Air pollution in Dhaka: a horrible episode
Md. Jashim Uddin

Respiration is the fundamental biological process that keeps the metabolic machineries of living organisms, eventually their lives, functioning. Every living system requires oxygen, and to terrestrial systems the amount required is relatively voluminous. Human beings intake oxygen directly from air which usually comprises 20.946% oxygen. This oxygen keeps our metabolic machineries steady and purposeful. Apart from oxygen, air usually contains about 78% nitrogen and trace amounts of argon, carbon dioxide, neon, helium and methane. With the advent of civilization and all-around mechanization, scientific development has however turned around as a boomerang, as the developments in agricultural, industrial and transportation arenas have perturbed the natural balance and disarrayed the composition of air in the global scale.

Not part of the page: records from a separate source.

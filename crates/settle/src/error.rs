//! Error types for Settle operations.
//!
//! [`LayoutError`] is the soft failure reported by
//! [`LayoutEngine::start`](crate::LayoutEngine::start); it never aborts the
//! host, the engine simply does not start. [`SettleError`] is the umbrella
//! type for callers that build graphs, load configuration and run layouts in
//! one pipeline.

use std::io;

use thiserror::Error;

use settle_core::graph::GraphError;

use crate::config::ConfigError;

/// Reasons a layout run was not started.
#[derive(Debug, Clone, PartialEq, Error)]
pub enum LayoutError {
    #[error("no nodes passed in")]
    EmptyGraph,

    #[error("world radius {0} must be positive and finite")]
    InvalidRadius(f32),
}

/// The main error type for Settle operations.
#[derive(Debug, Error)]
pub enum SettleError {
    #[error("I/O error: {0}")]
    Io(#[from] io::Error),

    #[error("Graph error: {0}")]
    Graph(#[from] GraphError),

    #[error("Layout error: {0}")]
    Layout(#[from] LayoutError),

    #[error("Configuration error: {0}")]
    Config(#[from] ConfigError),
}
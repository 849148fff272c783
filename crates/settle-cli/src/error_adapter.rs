//! Error adapter for converting SettleError to miette diagnostics.
//!
//! This module provides the bridge between the library's standard error types
//! and miette's rich diagnostic formatting used in the CLI.

use std::fmt;

use miette::{Diagnostic as MietteDiagnostic, LabeledSpan};

use settle::{LayoutError, SettleError};

/// Adapter rendering a [`SettleError`] as a miette diagnostic.
///
/// Settle errors carry no source spans, so the adapter only contributes a
/// stable error code and, where one exists, a hint.
pub struct ErrorAdapter<'a>(pub &'a SettleError);

impl fmt::Debug for ErrorAdapter<'_> {
    fn fmt(&self, f: &mut fmt::Formatter<'_>) -> fmt::Result {
        fmt::Debug::fmt(&self.0, f)
    }
}

impl fmt::Display for ErrorAdapter<'_> {
    fn fmt(&self, f: &mut fmt::Formatter<'_>) -> fmt::Result {
        fmt::Display::fmt(&self.0, f)
    }
}

impl std::error::Error for ErrorAdapter<'_> {
    fn source(&self) -> Option<&(dyn std::error::Error + 'static)> {
        std::error::Error::source(self.0)
    }
}

impl MietteDiagnostic for ErrorAdapter<'_> {
    fn code<'a>(&'a self) -> Option<Box<dyn fmt::Display + 'a>> {
        let code = match &self.0 {
            SettleError::Io(_) => "settle::io",
            SettleError::Graph(_) => "settle::graph",
            SettleError::Layout(_) => "settle::layout",
            SettleError::Config(_) => "settle::config",
        };
        Some(Box::new(code))
    }

    fn help<'a>(&'a self) -> Option<Box<dyn fmt::Display + 'a>> {
        let help = match &self.0 {
            SettleError::Layout(LayoutError::EmptyGraph) => "pass `--nodes` with at least 1",
            SettleError::Layout(LayoutError::InvalidRadius(_)) => {
                "pass a positive, finite `--radius`"
            }
            SettleError::Config(_) => "check the configuration file and command-line overrides",
            SettleError::Io(_) | SettleError::Graph(_) => return None,
        };
        Some(Box::new(help))
    }

    fn source_code(&self) -> Option<&dyn miette::SourceCode> {
        None
    }

    fn labels(&self) -> Option<Box<dyn Iterator<Item = LabeledSpan> + '_>> {
        None
    }
}
//! Node identity.
//!
//! A [`NodeId`] is the index of a node in its [`Graph`](crate::graph::Graph)
//! arena. Ids are assigned by the graph in insertion order, so they are small,
//! dense, stable for the lifetime of the graph, and totally ordered. The
//! ordering is what the attractive pass uses to visit each reciprocal edge
//! pair once.

use std::fmt;

use serde::{Deserialize, Serialize};

/// Stable identity of a node within a graph
///
/// # Examples
///
/// ```
/// use settle_core::identifier::NodeId;
///
/// let a = NodeId::new(0);
/// let b = NodeId::new(3);
/// assert!(a < b);
/// assert_eq!(b.index(), 3);
/// assert_eq!(b.to_string(), "3");
/// ```
#[derive(
    Debug, Clone, Copy, PartialEq, Eq, PartialOrd, Ord, Hash, Serialize, Deserialize,
)]
#[serde(transparent)]
pub struct NodeId(usize);

impl NodeId {
    /// Creates an id from a raw arena index.
    pub fn new(index: usize) -> Self {
        Self(index)
    }

    /// Returns the arena index this id refers to.
    pub fn index(self) -> usize {
        self.0
    }
}

impl fmt::Display for NodeId {
    fn fmt(&self, f: &mut fmt::Formatter<'_>) -> fmt::Result {
        write!(f, "{}", self.0)
    }
}

impl From<usize> for NodeId {
    fn from(index: usize) -> Self {
        Self(index)
    }
}
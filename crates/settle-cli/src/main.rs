//! Settle CLI entry point.

use std::{process, str::FromStr};

use clap::Parser;
use log::{LevelFilter, debug, error, info};

use settle_cli::{Args, ErrorAdapter};

fn main() {
    // Install miette's pretty panic hook early for better panic reports
    miette::set_panic_hook();

    let args = Args::parse();

    let log_level = LevelFilter::from_str(&args.log_level).unwrap_or_else(|_| {
        eprintln!(
            "Invalid log level: {}. Using 'warn' instead.",
            args.log_level
        );
        LevelFilter::Warn
    });

    env_logger::Builder::from_env(env_logger::Env::default())
        .filter_level(log_level)
        .init();

    info!(log_level:?; "Starting Settle");
    debug!(args:?; "Parsed arguments");

    if let Err(err) = settle_cli::run(&args) {
        let reporter = miette::GraphicalReportHandler::new();
        let mut writer = String::new();
        reporter
            .render_report(&mut writer, &ErrorAdapter(&err))
            .expect("Writing to String buffer is infallible");

        error!("Failed\n{writer}");
        process::exit(1);
    }

    info!("Completed successfully");
}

But nevertheless, the intensity of air perturbation in Dhaka is catastrophic, as the air pollution in Dhaka has recently surpassed most, if not all, of the cities’ in the world: Dhaka is now regarded as one of the most polluted cities in the world! My recent exposure to the air in Dhaka has catapulted immense concerns in me about the coming-day lives in Dhaka. The indiscriminate development in conjunction with poor civic practices and improper municipal management has polluted the air in Dhaka alarmingly. The intensity of air pollution in Dhaka has reached to such a level that, to my perception, it has eventually depauperated the city as a place to reside.